What is robots.txt syntax

Forum Moderators: goodroi

Message Too Old, No Replies

What is robots.txt syntax

Alec Doggone

6:53 pm on Apr 8, 2002 (gmt 0)

Thanks for the feedback, guys.

When it comes to a robots.txt file, I'm a bit of a newbie. Okay, a complete newbie. I've always used no-index tags for this purpose. Can I just run the syntax by you, to play safe?

Say I own googleguyiscool.com (hey, I'll try anything) but I don't want the following pages spidered 'cos they link to pages or sites which Google may disapprove of:

googleguyiscool.com/links.htm
googleguyiscool.com/wincash/index.htm

What exactly would the robots.txt file look like? Should I then just FTP to my server's main directory as normal? Any need to change permissions for the file?

Many thanks.

ciml

7:08 pm on Apr 8, 2002 (gmt 0)

User-agent: psbot
Disallow: /links.htm
Disallow: /wincash

You can use Brett's Robots.txt Validator [searchengineworld.com] to check it.

Just upload it then check it with your browser. If you can read it then it should be fine.

Alec Doggone

8:26 pm on Apr 8, 2002 (gmt 0)

Thanks for that, ciml.

Just checking: you've got 'user agent' as psbot. Looking at Google's own info, they quote 'User-Agent: Googlebot' ?

sfraga

8:47 pm on Apr 8, 2002 (gmt 0)

I've also had problems with Google indexing stuff I didn't want it to.

I have a line somewhat smilar to the following in my robots.txt file:

User-Agent: *
Disallow: /resellers/

Next thing you know, Googlebot is messing around indexing a file like /resellers/westcoast/reseller1.html

I'm a little worried since the above page has duplicate content to another page on our site only minus our logo.

We've already had PR0 for four months, I hope this duplicate content doesn't really put us in the slammer permanent-like.

Did I screw up my robots.txt file? Why does Google still index that stuff?

Son_House

7:58 pm on Apr 9, 2002 (gmt 0)

sfraga

I might be wrong but I think you might have made a mistake in the robots.txt

A quote from this page: [robotstxt.org...]

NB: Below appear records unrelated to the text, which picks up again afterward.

use std::collections::BTreeMap;

use super::command::{Buttons, LocomotionCommand, SequenceId};

/// Commands the client has issued but the server has not yet acknowledged.
#[derive(Debug, Default)]
pub struct ClientInputLedger {
    pending: BTreeMap<SequenceId, Buttons>,
    next_id: SequenceId,
    acknowledged: Option<SequenceId>,
    reconcile_base: Option<SequenceId>,
}

impl ClientInputLedger {
    pub fn new() -> Self {
        Self::default()
    }

    pub fn record(&mut self, buttons: Buttons) -> LocomotionCommand {
        let id = self.next_id;
        self.next_id += 1;
        self.pending.insert(id, buttons);
        LocomotionCommand::new(id, buttons)
    }

    /// The oldest `limit` unacknowledged commands in ascending id order; resent each tick.
    pub fn batch(&self, limit: usize) -> Vec<LocomotionCommand> {
        self.pending().take(limit).collect()
    }

    pub fn pending(&self) -> impl Iterator<Item = LocomotionCommand> + '_ {
        self.pending
            .iter()
            .map(|(&id, &buttons)| LocomotionCommand::new(id, buttons))
    }

    pub fn discard_acknowledged(&mut self, acknowledged: SequenceId) {
        if self.acknowledged.is_some_and(|current| current >= acknowledged) {
            return;
        }
        self.acknowledged = Some(acknowledged);
        self.pending.retain(|&id, _| id > acknowledged);
    }

    /// True when `acknowledged` is newer than the last reconciliation base, which it then becomes.
    pub fn begin_reconcile(&mut self, acknowledged: SequenceId) -> bool {
        if self.reconcile_base.is_some_and(|base| base >= acknowledged) {
            return false;
        }
        self.reconcile_base = Some(acknowledged);
        true
    }

    pub fn acknowledged(&self) -> Option<SequenceId> {
        self.acknowledged
    }

    pub fn len(&self) -> usize {
        self.pending.len()
    }

    pub fn is_empty(&self) -> bool {
        self.pending.is_empty()
    }
}

/// Commands received from one client that have not yet been applied.
#[derive(Debug, Default)]
pub struct ServerInputLedger {
    pending: BTreeMap<SequenceId, Buttons>,
    last_processed: Option<SequenceId>,
}

impl ServerInputLedger {
    pub fn new() -> Self {
        Self::default()
    }

    /// Admits commands newer than the last processed id; duplicates are ignored.
    /// Returns how many were admitted.
    pub fn merge(&mut self, commands: &[LocomotionCommand]) -> usize {
        let mut admitted = 0;
        for command in commands {
            if self.last_processed.is_some_and(|last| command.id <= last) {
                continue;
            }
            if self.pending.contains_key(&command.id) {
                continue;
            }
            self.pending.insert(command.id, command.buttons);
            admitted += 1;
        }
        admitted
    }

    pub fn drain_ready(&mut self) -> Vec<LocomotionCommand> {
        let ready: Vec<LocomotionCommand> = std::mem::take(&mut self.pending)
            .into_iter()
            .map(|(id, buttons)| LocomotionCommand::new(id, buttons))
            .collect();
        if let Some(last) = ready.last() {
            self.last_processed = Some(last.id);
        }
        ready
    }

    pub fn last_processed(&self) -> Option<SequenceId> {
        self.last_processed
    }

    pub fn len(&self) -> usize {
        self.pending.len()
    }

    pub fn is_empty(&self) -> bool {
        self.pending.is_empty()
    }
}

#[cfg(test)]
mod tests {
    use super::*;

    fn ids(commands: &[LocomotionCommand]) -> Vec<SequenceId> {
        commands.iter().map(|c| c.id).collect()
    }

    #[test]
    fn client_ids_increase_from_zero() {
        let mut ledger = ClientInputLedger::new();
        assert_eq!(ledger.record(Buttons::FORWARD).id, 0);
        assert_eq!(ledger.record(Buttons::LEFT).id, 1);
        assert_eq!(ledger.record(Buttons::empty()).id, 2);
        assert_eq!(ids(&ledger.batch(usize::MAX)), vec![0, 1, 2]);
        assert_eq!(ids(&ledger.batch(2)), vec![0, 1]);
    }

    #[test]
    fn client_discard_is_monotonic() {
        let mut ledger = ClientInputLedger::new();
        for _ in 0..6 {
            ledger.record(Buttons::FORWARD);
        }

        ledger.discard_acknowledged(3);
        assert_eq!(ids(&ledger.batch(usize::MAX)), vec![4, 5]);

        ledger.discard_acknowledged(1);
        assert_eq!(ids(&ledger.batch(usize::MAX)), vec![4, 5]);
        assert_eq!(ledger.acknowledged(), Some(3));

        ledger.record(Buttons::RIGHT);
        ledger.discard_acknowledged(5);
        assert_eq!(ids(&ledger.batch(usize::MAX)), vec![6]);
    }

    #[test]
    fn reconcile_base_only_advances() {
        let mut ledger = ClientInputLedger::new();
        assert!(ledger.begin_reconcile(0));
        assert!(!ledger.begin_reconcile(0));
        assert!(ledger.begin_reconcile(4));
        assert!(!ledger.begin_reconcile(2));
    }

    #[test]
    fn server_merge_is_idempotent() {
        let batch: Vec<_> = (0..3)
            .map(|id| LocomotionCommand::new(id, Buttons::FORWARD))
            .collect();

        let mut ledger = ServerInputLedger::new();
        assert_eq!(ledger.merge(&batch), 3);
        assert_eq!(ledger.merge(&batch), 0);
        assert_eq!(ids(&ledger.drain_ready()), vec![0, 1, 2]);
        assert_eq!(ledger.last_processed(), Some(2));

        assert_eq!(ledger.merge(&batch), 0);
        assert!(ledger.drain_ready().is_empty());
        assert_eq!(ledger.last_processed(), Some(2));
    }

    #[test]
    fn server_drains_in_id_order() {
        let mut ledger = ServerInputLedger::new();
        ledger.merge(&[
            LocomotionCommand::new(2, Buttons::LEFT),
            LocomotionCommand::new(0, Buttons::FORWARD),
        ]);
        ledger.merge(&[
            LocomotionCommand::new(1, Buttons::RIGHT),
            LocomotionCommand::new(2, Buttons::LEFT),
        ]);
        let drained = ledger.drain_ready();
        assert_eq!(ids(&drained), vec![0, 1, 2]);
        assert_eq!(drained[1].buttons, Buttons::RIGHT);
    }
}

For example, Disallow: /help disallows both /help.html and /help/index.html, whereas Disallow: /help/ would disallow /help/index.html but allow /help.html

To me that means if you want to Disallow everything in the resellers folder, you should leave off the trailing / like this:

User-Agent: *
Disallow: /resellers

Like I said, could be wrong but that is the way I do it and it works for me.

pageoneresults

8:11 pm on Apr 9, 2002 (gmt 0)

Hmmm, I've been waiting for a reply to this thread such as that posted by Son_House. I put a lot of research into the robots.txt file a couple of years ago and this is how I understand it in laymans terms...

Disallow: /help/

will disallow all files in the /help/ directory but allow help.htm.

Disallow: /help

will disallow the help.html and /help/index.html but allow the contents of the /help/directory to be indexed.

My understanding is if you want the entire directory to be off limits, then it would look like this...

Disallow: /help/

Which then tells the spider not to index anything that contains domain.com/help/.

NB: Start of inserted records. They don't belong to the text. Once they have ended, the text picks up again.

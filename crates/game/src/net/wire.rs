//! Field helpers shared by every message: ids and counts travel as 32-bit ints.

use crate::codec::{BitBuffer, CodecError};

const NONE_MARK: i32 = -1;

/// Width of every id, mark and count field.
pub(crate) const FIELD_BITS: usize = 32;

pub(crate) fn put_id(buf: &mut BitBuffer, id: u32) -> Result<(), CodecError> {
    let value = i32::try_from(id).map_err(|_| CodecError::out_of_range(id, 0, i32::MAX as u32))?;
    buf.put_int(value)
}

pub(crate) fn get_id(buf: &mut BitBuffer) -> Result<u32, CodecError> {
    let value = buf.get_int()?;
    u32::try_from(value).map_err(|_| CodecError::out_of_range(value, 0, i32::MAX))
}

pub(crate) fn put_mark(buf: &mut BitBuffer, mark: Option<u32>) -> Result<(), CodecError> {
    match mark {
        Some(id) => put_id(buf, id),
        None => buf.put_int(NONE_MARK),
    }
}

pub(crate) fn get_mark(buf: &mut BitBuffer) -> Result<Option<u32>, CodecError> {
    let value = buf.get_int()?;
    if value == NONE_MARK {
        return Ok(None);
    }
    u32::try_from(value)
        .map(Some)
        .map_err(|_| CodecError::out_of_range(value, NONE_MARK, i32::MAX))
}

pub(crate) fn put_count(buf: &mut BitBuffer, count: usize) -> Result<(), CodecError> {
    let value = i32::try_from(count)
        .map_err(|_| CodecError::out_of_range(count as f64, 0.0, f64::from(i32::MAX)))?;
    buf.put_int(value)
}

pub(crate) fn get_count(buf: &mut BitBuffer) -> Result<usize, CodecError> {
    Ok(get_id(buf)? as usize)
}

#[cfg(test)]
mod tests {
    use super::*;

    #[test]
    fn marks_use_minus_one_for_none() {
        let mut buf = BitBuffer::with_capacity(16);
        put_mark(&mut buf, None).unwrap();
        put_mark(&mut buf, Some(7)).unwrap();
        buf.flush();
        assert_eq!(buf.get_int().unwrap(), -1);
        assert_eq!(get_mark(&mut buf).unwrap(), Some(7));
    }

    #[test]
    fn negative_ids_are_rejected() {
        let mut buf = BitBuffer::with_capacity(16);
        buf.put_int(-5).unwrap();
        buf.put_int(-2).unwrap();
        buf.flush();
        assert!(get_id(&mut buf).is_err());
        assert!(get_mark(&mut buf).is_err());

        assert!(put_id(&mut BitBuffer::with_capacity(16), u32::MAX).is_err());
    }
}
use std::net::SocketAddr;

use volley::ClientId;

#[derive(Debug, Clone)]
pub enum ServerEvent {
    ClientJoined { client_id: ClientId, addr: SocketAddr },
    JoinRejected { addr: SocketAddr, reason: String },
    ClientEliminated { client_id: ClientId, by: ClientId },
    MessageDropped { addr: SocketAddr, reason: String },
    Error { message: String },
}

Please, for those of you who are experts on the robots.txt file, can you clarify this for us?

MarkHutch

8:22 pm on Apr 9, 2002 (gmt 0)

>>Please, for those of you who are experts on the robots.txt file, can you clarify this for us?<<

I believe the confusion here is shared in the search engine world, too. On the Microsoft website they tell people to leave off the trailing /, but all other robots.txt info I've seen else where, include the trailing /. The only way I know of to be certain is to list all directories, BOTH ways in your robots.txt file.

user-agent *
/help
/help/

ciml

9:37 pm on Apr 9, 2002 (gmt 0)

I'm sorry Alec. I copied and pasted without reading what I was doing. It should have been "User-agent: Googlebot" or "User-agent: *".

/help should match /help, /help/, /help/index.html, /help/whatever, /helpful, /helpful.html. and /helpful/whatever

Of those /help/ should match only /help/, /help/index.html, /help/whatever.

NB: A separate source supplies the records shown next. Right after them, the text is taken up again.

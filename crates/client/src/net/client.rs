use std::io;
use std::net::SocketAddr;
use std::sync::Arc;
use std::sync::atomic::{AtomicBool, Ordering};

use log::{debug, info, warn};

use volley::{
    Buttons, ClientBound, ClientId, ClientState, CodecError, FixedTimestep, HitTest, InputBatch,
    KinematicMover, Locomotion, MessagePool, NetworkStats, PooledMessage, RayHitTest,
    ServerBound, ShotLedger, SnapshotSender, Transform, Transport, TransportError, UdpTransport,
};

use super::config::ClientConfig;
use super::input::InputState;
use super::interpolation::RemoteEntities;
use super::prediction::ClientPrediction;

#[derive(Debug, thiserror::Error)]
pub enum ClientError {
    #[error(transparent)]
    Transport(#[from] TransportError),
    #[error("failed to encode message: {0}")]
    Codec(#[from] CodecError),
}

#[derive(Debug, Clone, Copy, PartialEq, Eq)]
pub enum ConnectionState {
    Disconnected,
    Joining,
    Joined,
}

pub struct NetworkClient<T: Transport, L: Locomotion = KinematicMover, H: HitTest = RayHitTest> {
    transport: T,
    pool: MessagePool,
    server_addr: SocketAddr,
    locomotion: L,
    hit_test: H,
    config: ClientConfig,
    state: ConnectionState,
    client_id: Option<ClientId>,
    health: i32,
    prediction: ClientPrediction,
    remotes: RemoteEntities,
    snapshots: SnapshotSender,
    shots: ShotLedger,
    hit_report_timer: f32,
    timestep: FixedTimestep,
    running: Arc<AtomicBool>,
}

impl NetworkClient<UdpTransport, KinematicMover, RayHitTest> {
    pub fn connect(config: ClientConfig) -> io::Result<Self> {
        let server_addr: SocketAddr = config.server.parse().map_err(|e| {
            io::Error::new(
                io::ErrorKind::InvalidInput,
                format!("invalid server address '{}': {}", config.server, e),
            )
        })?;
        let pool = MessagePool::default();
        let transport = UdpTransport::bind(config.bind.as_str(), pool.clone())?;
        let locomotion = KinematicMover::new(config.movement);
        let hit_test = config.hit_test;
        Ok(Self::new(transport, pool, server_addr, locomotion, hit_test, config))
    }
}

impl<T: Transport, L: Locomotion, H: HitTest> NetworkClient<T, L, H> {
    pub fn new(
        transport: T,
        pool: MessagePool,
        server_addr: SocketAddr,
        locomotion: L,
        hit_test: H,
        config: ClientConfig,
    ) -> Self {
        let (snapshots, remotes) = RemoteEntities::new(&config.interpolation);
        Self {
            transport,
            pool,
            server_addr,
            locomotion,
            hit_test,
            state: ConnectionState::Disconnected,
            client_id: None,
            health: 0,
            prediction: ClientPrediction::default(),
            remotes,
            snapshots,
            shots: ShotLedger::new(config.shot_ttl),
            hit_report_timer: 0.0,
            timestep: FixedTimestep::new(config.tick_rate),
            running: Arc::new(AtomicBool::new(true)),
            config,
        }
    }

    pub fn state(&self) -> ConnectionState {
        self.state
    }

    pub fn is_joined(&self) -> bool {
        self.state == ConnectionState::Joined
    }

    pub fn client_id(&self) -> Option<ClientId> {
        self.client_id
    }

    pub fn health(&self) -> i32 {
        self.health
    }

    pub fn score(&self) -> u32 {
        self.shots.score()
    }

    pub fn transform(&self) -> Transform {
        self.prediction.transform()
    }

    pub fn prediction(&self) -> &ClientPrediction {
        &self.prediction
    }

    pub fn remotes(&self) -> &RemoteEntities {
        &self.remotes
    }

    pub fn shots(&self) -> &ShotLedger {
        &self.shots
    }

    pub fn local_addr(&self) -> SocketAddr {
        self.transport.local_addr()
    }

    pub fn stats(&self) -> &NetworkStats {
        self.transport.stats()
    }

    pub fn running(&self) -> Arc<AtomicBool> {
        Arc::clone(&self.running)
    }

    pub fn join(&mut self) -> Result<(), ClientError> {
        info!("Joining {}", self.server_addr);
        self.send(&ServerBound::Join)?;
        if self.state == ConnectionState::Disconnected {
            self.state = ConnectionState::Joining;
        }
        Ok(())
    }

    pub fn close(&mut self) {
        self.running.store(false, Ordering::SeqCst);
        self.transport.close();
        self.state = ConnectionState::Disconnected;
    }

    /// Drains the transport, then runs every fixed tick the elapsed time allows.
    /// A failed send does not stop later ticks; the first failure is returned.
    pub fn update(&mut self, delta: f32, input: InputState) -> Result<u32, ClientError> {
        self.drain_incoming()?;
        self.timestep.accumulate(delta);

        let mut ticks_run = 0;
        let mut outcome = Ok(());
        while self.timestep.consume_tick() {
            let result = self.tick(input);
            if outcome.is_ok() {
                outcome = result;
            }
            ticks_run += 1;
        }
        outcome.map(|()| ticks_run)
    }

    pub fn drain_incoming(&mut self) -> Result<usize, ClientError> {
        let mut handled = 0;
        while let Some(message) = self.transport.receive()? {
            self.handle_message(message);
            handled += 1;
        }
        Ok(handled)
    }

    /// Runs every step of one tick even when a send fails; the first send error is returned.
    pub fn tick(&mut self, input: InputState) -> Result<(), ClientError> {
        let Some(id) = self.client_id else {
            return Ok(());
        };
        let dt = self.timestep.dt();
        let buttons = input.to_buttons();

        if let Some(snapshot) = self.remotes.advance(dt) {
            if let Some(own) = snapshot.state(id) {
                self.health = own.health;
                self.prediction.reconcile(&self.locomotion, own, dt);
            }
        }

        self.prediction.predict(&self.locomotion, buttons, dt);
        let limit = InputBatch::max_commands(self.pool.message_capacity());
        let batch = ServerBound::Input(InputBatch {
            sender: id,
            commands: self.prediction.batch(limit),
        });
        let mut outcome = self.send(&batch);

        if buttons.contains(Buttons::SHOOT) {
            let targets = self.remotes.targets();
            if let Some(target) = self.hit_test.cast(&self.prediction.transform(), &targets) {
                let shot = self.shots.record(id, target);
                debug!("Shot {} hit {}", shot, target);
            }
        }

        self.shots.expire(dt);
        self.hit_report_timer += dt;
        if self.hit_report_timer >= self.config.hit_report_interval {
            self.hit_report_timer = 0.0;
            if let Some(report) = self.shots.report(id) {
                outcome = outcome.and(self.send(&ServerBound::Hit(report)));
            }
        }

        if let Err(e) = &outcome {
            warn!("Tick {} send failed: {}", self.timestep.ticks(), e);
        }
        outcome
    }

    fn handle_message(&mut self, mut message: PooledMessage) {
        if message.sender() != Some(self.server_addr) {
            debug!("Ignoring datagram from {:?}", message.sender());
            return;
        }
        let decoded = ClientBound::decode(message.buffer_mut());
        message.free();

        match decoded {
            Ok(ClientBound::JoinAccepted(accepted)) => {
                self.accept_join(&accepted.own);
                for other in &accepted.others {
                    self.remotes.track(other);
                }
            }
            Ok(ClientBound::JoinBroadcast(state)) => {
                if Some(state.id) != self.client_id {
                    info!("{} joined", state.id);
                    self.remotes.track(&state);
                }
            }
            Ok(ClientBound::Snapshot(snapshot)) => {
                self.snapshots.send(snapshot);
            }
            Ok(ClientBound::HitAck(mark)) => {
                let credited = self.shots.acknowledge(mark);
                if credited > 0 {
                    debug!("Credited {} points, score {}", credited, self.shots.score());
                }
            }
            Err(e) => warn!("Dropping message from server: {}", e),
        }
    }

    fn accept_join(&mut self, own: &ClientState) {
        if self.client_id == Some(own.id) {
            return;
        }
        info!("Joined as {}", own.id);
        self.client_id = Some(own.id);
        self.health = own.health;
        self.prediction = ClientPrediction::new(own.transform);
        self.remotes.set_local(own.id);
        self.state = ConnectionState::Joined;
    }

    fn send(&mut self, message: &ServerBound) -> Result<(), ClientError> {
        let packed = message.to_message(&self.pool)?;
        self.transport.send(&packed, self.server_addr)?;
        Ok(())
    }
}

I have wondered what happens when Google sees a link to /help and /help/ is robots.txt restricted. It ought to refuse to follow the 302 redirect from /help to /help/ (assuming that it's just a normal directory style URL).

Son_House

1:37 am on Apr 10, 2002 (gmt 0)

Well it turns out that I was wrong. I asked Martijn Koster (author of robotstxt.org) about this and he said that pageoneresults has it right.

Thank you for your help Mr. Koster :)

pageoneresults

2:58 am on Apr 10, 2002 (gmt 0)

Son_House, thank you very much for confirming that. I've had that information posted on my site for quite some time and that page ranks fairly well for the term robots text file. I would sure hate to be giving my visitors wrong information, ouch! Again, thanks!

Son_House

5:37 am on Apr 10, 2002 (gmt 0)

pageoneresults, you are very welcome :) I'm glad I did it also because as MarkHutch, I have also seen it both ways. Now I know that I have been doing it wrong.

pageoneresults

5:41 am on Apr 10, 2002 (gmt 0)

I'm hoping Brett will stop in and post a comment on this too. I know he has done some amazing things with his robots.txt file and a second confirmation from an industry expert would be much appreciated!

ciml

4:28 pm on Apr 10, 2002 (gmt 0)

Son_House:
> I asked Martijn Koster (author of robotstxt.org) about this and he said that pageoneresults has it right.

Even this bit?

Disallow: /help
will disallow the help.html and /help/index.html but allow the contents of the /help/directory to be indexed.

The last part of that doesn't fit in with my understanding, "...any URL that starts with this value will not be retrieved...".

I don't want to barrage Mr Koster (who's done the Web a real favour, IMO) so Son_House, could you follow that up with him seeing as you've been in touch already?

pageoneresults

4:39 pm on Apr 10, 2002 (gmt 0)

Me too! Although I think I understand what is happening.

Disallow: /help

will disallow the help.html and /help/index.html
but allow the contents of the /help/directory to be indexed.

Because there is no trailing slash after /help, the robot needs to resolve the rest of the address. In this instance, it will first resolve to the .html (.asp, .cgi, etc.) file and then it will look for the /help directory and resolve to the index.html (.asp, .cgi, etc.) of that directory but nothing else.

Without the trailing forward slash, there are only two possibilities for the spider; a help.html and a help/index.html.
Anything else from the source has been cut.